InfoWorld: How do you extend that model out, because there’s a lot of concern these days emerging around the whole area of digital rights management?
Coviello: That’s another very good question, because a digital certificate can be used not only to identify a person but also to identify a device. We’re seeing digital certificates being used in cable modems, for instance, so that the services only go to a particular cable modem. They can be used in all sorts of entertainment devices so that the access and use of the intellectual property or the service being generated can be defined down to a particular device that is identified with the digital certificate. It’s a pretty neat use of the technology, and we’re seeing more and more instances of that happening. We recently did a deal with a very big Japanese technology company, whose name we can’t disclose, that is OEMing our certificate authority to generate certificates in a number of their products.
InfoWorld: Are you talking to Microsoft about Palladium and its implications for RSA?
Coviello: Microsoft has lots of things going on. We try and add value to Microsoft whenever and wherever we can. [We] try and save them from some of their worst problems, I hope. Clearly in identity management they’ve got a big role to play. Clearly in commerce and in Web services they’ve got an incredibly big role to play. Our job is to add value over and above what they do. Quite frankly, if we don’t figure out how to do that, then shame on us, because we work on security 365 days a year and Microsoft has lots of different applications and they’ve got to be working to make sure that there’s security in all of those. We can add value around that. Clearly, we operate in a heterogeneous environment, whereas Microsoft obviously likes to work in a Microsoft-only environment.

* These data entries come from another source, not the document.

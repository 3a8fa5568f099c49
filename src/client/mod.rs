//! Azure Resource Manager client and authentication.
//!
//! This module provides the [`Transport`] seam the extraction engine talks
//! through, the [`ArmClient`] that implements it over HTTPS, the
//! [`ArmEndpoint`] used to build resource URLs, and authentication types
//! ([`Auth`], [`AuthType`]).

mod arm;
mod auth;
mod endpoint;
mod transport;

pub use arm::ArmClient;
pub use auth::{Auth, AuthType};
pub use endpoint::{ArmEndpoint, DEFAULT_API_VERSION, DEFAULT_ROOT, SOLUTIONS_API_VERSION};
pub use transport::{Accepted, Transport, fetch};
//! Network dependencies
//!
//! An appliance's dependency export is a CSV of per-time-slot flow samples.
//! The same flow shows up once per slot it was seen in; folding away the
//! time slot leaves one row per distinct source/destination pair.

use super::export::ExportPoller;
use crate::client::Transport;
use crate::etl::Extractor;
use crate::storage::Row;

use chrono::{DateTime, Duration, SecondsFormat, Utc};
use eyre::Result;
use serde::{Deserialize, Serialize};
use serde_json::json;
use std::collections::HashSet;

/// Source process reported for idle CPU time, never a real dependency
pub const IDLE_PROCESS: &str = "System Idle Process";

/// Default look-back of a dependency export
pub const DEFAULT_WINDOW_DAYS: i64 = 14;

/// Longest look-back accepted for a dependency export
pub const MAX_WINDOW_DAYS: i64 = 3650;

/// One raw row of a dependency export
#[derive(Debug, Clone, Deserialize)]
pub struct DependencyObservation {
    #[serde(rename = "Time slot")]
    pub time_slot: String,
    #[serde(rename = "Source server name")]
    pub source_server_name: String,
    #[serde(rename = "Source IP")]
    pub source_ip: String,
    #[serde(rename = "Source application")]
    pub source_application: Option<String>,
    #[serde(rename = "Source process")]
    pub source_process: Option<String>,
    #[serde(rename = "Destination server name")]
    pub destination_server_name: String,
    #[serde(rename = "Destination IP")]
    pub destination_ip: String,
    #[serde(rename = "Destination application")]
    pub destination_application: Option<String>,
    #[serde(rename = "Destination process")]
    pub destination_process: Option<String>,
    #[serde(rename = "Destination port")]
    pub destination_port: Option<u16>,
}

/// One side of a flow
#[derive(Debug, Clone, PartialEq, Eq, Hash)]
pub struct FlowEndpoint {
    pub server_name: String,
    pub ip: String,
    pub application: Option<String>,
    pub process: Option<String>,
}

/// Identity of a dependency: fields are compared one by one, never concatenated
#[derive(Debug, Clone, PartialEq, Eq, Hash)]
pub struct DependencyKey {
    pub source: FlowEndpoint,
    pub destination: FlowEndpoint,
    pub destination_port: Option<u16>,
}

/// A distinct dependency, written as one CSV line
#[derive(Debug, Clone, Serialize, PartialEq)]
pub struct Dependency {
    pub source_server_name: String,
    pub source_ip: String,
    pub source_application: Option<String>,
    pub source_process: Option<String>,
    pub destination_server_name: String,
    pub destination_ip: String,
    pub destination_application: Option<String>,
    pub destination_process: Option<String>,
    pub destination_port: Option<u16>,
}

impl Row for Dependency {
    const HEADER: &'static [&'static str] = &[
        "Source server name",
        "Source IP",
        "Source application",
        "Source process",
        "Destination server name",
        "Destination IP",
        "Destination application",
        "Destination process",
        "Destination port",
    ];
}

impl Dependency {
    pub fn key(&self) -> DependencyKey {
        DependencyKey {
            source: FlowEndpoint {
                server_name: self.source_server_name.clone(),
                ip: self.source_ip.clone(),
                application: self.source_application.clone(),
                process: self.source_process.clone(),
            },
            destination: FlowEndpoint {
                server_name: self.destination_server_name.clone(),
                ip: self.destination_ip.clone(),
                application: self.destination_application.clone(),
                process: self.destination_process.clone(),
            },
            destination_port: self.destination_port,
        }
    }
}

impl From<DependencyObservation> for Dependency {
    fn from(observation: DependencyObservation) -> Self {
        Self {
            source_server_name: observation.source_server_name,
            source_ip: observation.source_ip,
            source_application: observation.source_application,
            source_process: observation.source_process,
            destination_server_name: observation.destination_server_name,
            destination_ip: observation.destination_ip,
            destination_application: observation.destination_application,
            destination_process: observation.destination_process,
            destination_port: observation.destination_port,
        }
    }
}

/// Folds observations into distinct dependencies, keeping first-seen order
#[derive(Debug, Default)]
pub struct DependencyDeduplicator {
    seen: HashSet<DependencyKey>,
    dependencies: Vec<Dependency>,
    idle: usize,
    duplicates: usize,
}

impl DependencyDeduplicator {
    pub fn new() -> Self {
        Self::default()
    }

    /// Add one observation; returns whether it produced a new dependency
    pub fn observe(&mut self, observation: DependencyObservation) -> bool {
        if observation.source_process.as_deref() == Some(IDLE_PROCESS) {
            self.idle += 1;
            return false;
        }

        let dependency = Dependency::from(observation);
        if self.seen.insert(dependency.key()) {
            self.dependencies.push(dependency);
            true
        } else {
            self.duplicates += 1;
            false
        }
    }

    pub fn len(&self) -> usize {
        self.dependencies.len()
    }

    pub fn is_empty(&self) -> bool {
        self.dependencies.is_empty()
    }

    pub fn into_dependencies(self) -> Vec<Dependency> {
        if self.is_empty() {
            log::debug!("Export held no dependencies ({} idle observations dropped)", self.idle);
            return self.dependencies;
        }
        log::debug!(
            "{} distinct dependencies ({} duplicate, {} idle observations dropped)",
            self.len(),
            self.duplicates,
            self.idle
        );
        self.dependencies
    }
}

/// Decode a dependency export and deduplicate it.
///
/// Columns are matched by header name. Rows that fail to decode are logged
/// and skipped.
pub fn deduplicate_csv(payload: &[u8]) -> Result<Vec<Dependency>> {
    let mut reader = csv::ReaderBuilder::new()
        .flexible(true)
        .trim(csv::Trim::All)
        .from_reader(payload);

    let mut deduplicator = DependencyDeduplicator::new();
    for (line, record) in reader.deserialize::<DependencyObservation>().enumerate() {
        match record {
            Ok(observation) => {
                deduplicator.observe(observation);
            }
            Err(e) => log::warn!("Skipping dependency row {}: {}", line + 2, e),
        }
    }

    Ok(deduplicator.into_dependencies())
}

fn window_start(end: DateTime<Utc>, days: i64) -> DateTime<Utc> {
    end - Duration::days(days.clamp(1, MAX_WINDOW_DAYS))
}

/// Runs one appliance's dependency export
pub struct DependencyExtractor<'a, T> {
    poller: &'a ExportPoller<'a, T>,
    site_id: String,
    start: DateTime<Utc>,
    end: DateTime<Utc>,
}

impl<'a, T: Transport> DependencyExtractor<'a, T> {
    /// Export the `days` leading up to now, clamped to `1..=MAX_WINDOW_DAYS`
    pub fn new(poller: &'a ExportPoller<'a, T>, site_id: impl Into<String>, days: i64) -> Self {
        let end = Utc::now();
        Self {
            poller,
            site_id: site_id.into(),
            start: window_start(end, days),
            end,
        }
    }

    fn request_body(&self) -> serde_json::Value {
        json!({
            "startTime": self.start.to_rfc3339_opts(SecondsFormat::Secs, true),
            "endTime": self.end.to_rfc3339_opts(SecondsFormat::Secs, true),
        })
    }
}

impl<T: Transport> Extractor for DependencyExtractor<'_, T> {
    type Item = Dependency;

    /// A failed export yields no rows rather than an error
    async fn extract(&self) -> Result<Vec<Self::Item>> {
        let job = self
            .poller
            .submit(&self.site_id, "exportDependencies", &self.request_body())
            .await?;

        let Some(payload) = self.poller.download(&job).await? else {
            log::warn!("Skipping dependencies of {}", self.site_id);
            return Ok(Vec::new());
        };

        let dependencies = deduplicate_csv(&payload)?;
        log::info!(
            "Extracted {} dependencies from {}",
            dependencies.len(),
            self.site_id
        );
        Ok(dependencies)
    }
}

#[cfg(test)]
mod tests {
    use super::*;

    const HEADER: &str = "Time slot,Source server name,Source IP,Source application,Source process,Destination server name,Destination IP,Destination application,Destination process,Destination port\n";

    fn export_csv(rows: &[&str]) -> Vec<u8> {
        let mut content = HEADER.to_string();
        for row in rows {
            content.push_str(row);
            content.push('\n');
        }
        content.into_bytes()
    }

    #[test]
    fn test_window_is_clamped() {
        let end = Utc::now();
        assert_eq!(window_start(end, 14), end - Duration::days(14));
        assert_eq!(window_start(end, -3), end - Duration::days(1));
        assert_eq!(window_start(end, i64::MAX), end - Duration::days(MAX_WINDOW_DAYS));
    }

    #[test]
    fn test_time_slots_collapse() {
        let payload = export_csv(&[
            "2024-01-01T00:00,web01,10.0.0.1,IIS,w3wp.exe,sql01,10.0.0.2,SQL Server,sqlservr.exe,1433",
            "2024-01-01T01:00,web01,10.0.0.1,IIS,w3wp.exe,sql01,10.0.0.2,SQL Server,sqlservr.exe,1433",
        ]);
        let dependencies = deduplicate_csv(&payload).unwrap();

        assert_eq!(dependencies.len(), 1);
        assert_eq!(dependencies[0].source_server_name, "web01");
        assert_eq!(dependencies[0].destination_port, Some(1433));
    }

    #[test]
    fn test_idle_process_never_emitted() {
        let payload = export_csv(&[
            "2024-01-01T00:00,web01,10.0.0.1,,System Idle Process,sql01,10.0.0.2,,,445",
            "2024-01-01T00:00,web01,10.0.0.1,,System Idle Process,dc01,10.0.0.3,,,53",
            "2024-01-01T00:00,web01,10.0.0.1,,svchost.exe,dc01,10.0.0.3,,,53",
        ]);
        let dependencies = deduplicate_csv(&payload).unwrap();

        assert_eq!(dependencies.len(), 1);
        assert!(
            dependencies
                .iter()
                .all(|d| d.source_process.as_deref() != Some(IDLE_PROCESS))
        );
    }

    #[test]
    fn test_empty_fields_are_none() {
        let payload = export_csv(&["2024-01-01T00:00,web01,10.0.0.1,,,sql01,10.0.0.2,,,"]);
        let dependencies = deduplicate_csv(&payload).unwrap();

        assert_eq!(dependencies[0].source_application, None);
        assert_eq!(dependencies[0].destination_port, None);
    }

    #[test]
    fn test_fields_are_not_concatenated() {
        // "AB" + "C" and "A" + "BC" must stay distinct
        let payload = export_csv(&[
            "t1,AB,C,,,dst,10.0.0.2,,,80",
            "t1,A,BC,,,dst,10.0.0.2,,,80",
        ]);
        let dependencies = deduplicate_csv(&payload).unwrap();
        assert_eq!(dependencies.len(), 2);
    }

    #[test]
    fn test_first_occurrence_order() {
        let payload = export_csv(&[
            "t1,b,1,,,x,2,,,80",
            "t1,a,1,,,x,2,,,80",
            "t2,b,1,,,x,2,,,80",
        ]);
        let names: Vec<_> = deduplicate_csv(&payload)
            .unwrap()
            .into_iter()
            .map(|d| d.source_server_name)
            .collect();
        assert_eq!(names, vec!["b", "a"]);
    }

    #[test]
    fn test_malformed_row_skipped() {
        let payload = export_csv(&[
            "t1,web01,10.0.0.1,,,sql01,10.0.0.2,,,not-a-port",
            "t1,web01,10.0.0.1,,,sql01,10.0.0.2,,,1433",
        ]);
        let dependencies = deduplicate_csv(&payload).unwrap();
        assert_eq!(dependencies.len(), 1);
    }

    #[test]
    fn test_deduplicator_counts() {
        let mut deduplicator = DependencyDeduplicator::new();
        let observation = DependencyObservation {
            time_slot: "t1".to_string(),
            source_server_name: "a".to_string(),
            source_ip: "1".to_string(),
            source_application: None,
            source_process: Some("app.exe".to_string()),
            destination_server_name: "b".to_string(),
            destination_ip: "2".to_string(),
            destination_application: None,
            destination_process: None,
            destination_port: Some(443),
        };
        assert!(deduplicator.observe(observation.clone()));
        assert!(!deduplicator.observe(DependencyObservation {
            time_slot: "t2".to_string(),
            ..observation
        }));
        assert_eq!(deduplicator.len(), 1);
    }
}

InfoWorld: What’s the thing you’re trying to move forward from a technology perspective, rather than just the economics of the business?

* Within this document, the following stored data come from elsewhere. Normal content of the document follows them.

//! Cross-reference resolution
//!
//! Rows that mention another resource (a database's server, a web
//! application's machine) are denormalized through the lookups here.
//! Resource ids are compared case-insensitively.

use super::machines::Machine;
use super::sql::SqlServer;

use eyre::{Result, eyre};
use std::collections::HashMap;

/// Machine id written when a record links to no machine at all
pub const NOT_LINKED: &str = "NA";

/// Machine id written when the linked machine was not discovered in this run
pub const UNKNOWN_MACHINE: &str = "unknown";

/// Collects machines while the software pass runs
#[derive(Debug, Default)]
pub struct JoinContextBuilder {
    machines: HashMap<String, Machine>,
}

impl JoinContextBuilder {
    pub fn insert(&mut self, machine: Machine) {
        self.machines.insert(machine.id.to_lowercase(), machine);
    }

    /// Freeze the map; nothing is added after this point
    pub fn build(self) -> JoinContext {
        JoinContext {
            machines: self.machines,
        }
    }
}

/// The machines of one project, read-only once built
#[derive(Debug, Default)]
pub struct JoinContext {
    machines: HashMap<String, Machine>,
}

impl JoinContext {
    pub fn builder() -> JoinContextBuilder {
        JoinContextBuilder::default()
    }

    pub fn len(&self) -> usize {
        self.machines.len()
    }

    pub fn is_empty(&self) -> bool {
        self.machines.is_empty()
    }

    pub fn machine(&self, arm_id: &str) -> Option<&Machine> {
        self.machines.get(&arm_id.to_lowercase())
    }

    /// Name of the machine behind the first of `machine_arm_ids`.
    ///
    /// Falls back to [`NOT_LINKED`] for an empty list and to
    /// [`UNKNOWN_MACHINE`] when the id was never discovered.
    pub fn machine_name(&self, machine_arm_ids: &[String]) -> &str {
        let Some(arm_id) = machine_arm_ids.first() else {
            return NOT_LINKED;
        };
        match self.machine(arm_id) {
            Some(machine) => &machine.name,
            None => {
                log::debug!("Machine {} is not part of this project", arm_id);
                UNKNOWN_MACHINE
            }
        }
    }
}

/// SQL servers of one SQL site, keyed by resource id
#[derive(Debug, Default)]
pub struct SqlServerIndex {
    servers: HashMap<String, SqlServer>,
}

impl SqlServerIndex {
    pub fn insert(&mut self, server: SqlServer) {
        self.servers.insert(server.id.to_lowercase(), server);
    }

    pub fn len(&self) -> usize {
        self.servers.len()
    }

    pub fn is_empty(&self) -> bool {
        self.servers.is_empty()
    }

    /// Look up the server a database belongs to.
    ///
    /// # Errors
    /// Returns an error if the server was not enumerated.
    pub fn resolve(&self, server_arm_id: &str) -> Result<&SqlServer> {
        self.servers
            .get(&server_arm_id.to_lowercase())
            .ok_or_else(|| eyre!("SQL server {} was not found in this site", server_arm_id))
    }
}

impl FromIterator<SqlServer> for SqlServerIndex {
    fn from_iter<I: IntoIterator<Item = SqlServer>>(iter: I) -> Self {
        let mut index = Self::default();
        for server in iter {
            index.insert(server);
        }
        index
    }
}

Coviello: In the past several years, through internal development and through acquisitions, we have assembled a fairly strong cluster of technology. What I’m looking forward to is bringing those products and technologies closer together so that we’ve got one basic platform on which we put all of our security applications — so that customers get a consistent user interface, consistent GUI, consistent administration, one database to look to, a directory that ties things together nice and neatly. We’re well down a path to do that. We do that in conjunction with the formation of these standards. I think as we come out of the recession, we’re in better shape strategically than we’ve ever been in the company’s history and are in a position to take advantage of what most industry pundits believe will be the next big wave of security, and that’s enablement. That’s trusted identity and privilege definition for Web access.
InfoWorld: Is RSA going to be involved in any of these Homeland Security initiatives?
Coviello: We’re very deeply tied in, in an advisory capacity. [The government has] done a good job talking to vendors and trying to understand what is the commercial off-the-shelf capability that they can avail themselves of. We’re doing a lot of educating down [in Washington] and spending a considerable amount of time, and naturally have to work with the systems integrators. We’re establishing closer and closer ties with them as well. So it should be a pretty interesting story. Smart cards are going to be big there. Quite frankly, use of digital certificates with smart cards is going to be big.